Abstract Background Since 2010, outbreaks of genotype 2 (G2) porcine epidemic diarrhea virus (PEDV) have caused high mortality in neonatal piglets and have had devastating impacts on the swine industry in many countries. A reliable serological assay for evaluating the PEDV-specific humoral and mucosal immune response is important for disease survey, monitoring the efficacy of immunization, and designing strategies for the prevention and control of PED. Two PEDV spike (S) glycoprotein-based indirect enzyme-linked immunosorbent assays (ELISAs) were developed using G2b PEDV-Pintung 52 (PEDV-PT) trimeric full-length S and truncated S1–501 proteins derived from the human embryonic kidney (HEK)-293 cell expression system. The truncated S1–501 protein was selected from a superior expressed stable cell line. The sensitivity and specificity of these two ELISAs were compared to immunostaining of G2b PEDV-PT infected cells and to a commercial nucleocapsid (N)-based indirect ELISA kit using a panel of PEDV negative and hyperimmune sera. Results The commercial N-based ELISA exhibited a sensitivity of 37%, a specificity of 100%, and a fair agreement (kappa = 0.37) with the immunostaining result.

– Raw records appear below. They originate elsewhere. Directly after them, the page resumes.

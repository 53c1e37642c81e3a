//! Translation lookup metrics.
//!
//! Counts how each `translate` call was answered, so a missing English
//! string shows up as a fallback rate rather than as broken copy nobody
//! notices.

use serde::Serialize;
use std::sync::atomic::{AtomicUsize, Ordering};
use std::sync::OnceLock;

pub struct TranslationMetrics {
    /// Answered by the requested language
    direct: AtomicUsize,

    /// Answered by the Spanish source table
    fallback: AtomicUsize,

    /// Not found anywhere; the key itself was shown
    missing: AtomicUsize,
}

static METRICS: OnceLock<TranslationMetrics> = OnceLock::new();

impl TranslationMetrics {
    pub fn new() -> Self {
        Self {
            direct: AtomicUsize::new(0),
            fallback: AtomicUsize::new(0),
            missing: AtomicUsize::new(0),
        }
    }

    /// Get the global translation metrics instance.
    pub fn global() -> &'static TranslationMetrics {
        METRICS.get_or_init(TranslationMetrics::new)
    }

    pub fn record_direct(&self) {
        self.direct.fetch_add(1, Ordering::Relaxed);
    }

    pub fn record_fallback(&self) {
        self.fallback.fetch_add(1, Ordering::Relaxed);
    }

    pub fn record_missing(&self) {
        self.missing.fetch_add(1, Ordering::Relaxed);
    }

    pub fn direct(&self) -> usize {
        self.direct.load(Ordering::Relaxed)
    }

    pub fn fallback(&self) -> usize {
        self.fallback.load(Ordering::Relaxed)
    }

    pub fn missing(&self) -> usize {
        self.missing.load(Ordering::Relaxed)
    }

    pub fn report(&self) -> MetricsReport {
        let direct = self.direct();
        let fallback = self.fallback();
        let missing = self.missing();
        let total = direct + fallback + missing;
        let direct_rate = if total > 0 {
            (direct as f64 / total as f64) * 100.0
        } else {
            0.0
        };

        MetricsReport {
            lookups: total,
            direct,
            fallback,
            missing,
            direct_rate,
        }
    }

    pub fn reset(&self) {
        self.direct.store(0, Ordering::Relaxed);
        self.fallback.store(0, Ordering::Relaxed);
        self.missing.store(0, Ordering::Relaxed);
    }
}

impl Default for TranslationMetrics {
    fn default() -> Self {
        Self::new()
    }
}

/// Snapshot of lookup statistics.
#[derive(Debug, Clone, Serialize)]
pub struct MetricsReport {
    pub lookups: usize,
    pub direct: usize,
    pub fallback: usize,
    pub missing: usize,

    /// Share of lookups answered by the requested language (0-100)
    pub direct_rate: f64,
}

In comparison, the full-length S-based ELISA showed a sensitivity of 97.8%, a specificity of 94%, and an almost perfect agreement (kappa = 0.90) with the immunostaining result. Interestingly, the S1–501-based ELISA had even higher sensitivity of 98.9% and specificity of 99.1%, and an almost perfect agreement (kappa = 0.97) with the immunostaining result. A fair agreement (kappa< 0.4) was seen between the commercial N-based ELISA and either of our S-based ELISAs. However, the results of the full-length S-based ELISA shared an almost perfect agreement (kappa = 0.92) with that of S1–501-based ELISA. Conclusions Both full-length S-based and S1–501-based ELISAs exhibit high sensitivity and high specificity for detecting antibodies against PEDVs. Considering the high protein yield and cost-effectiveness, the S1–501-based ELISA could be used as a reliable, sensitive, specific, and economic serological test for PEDV.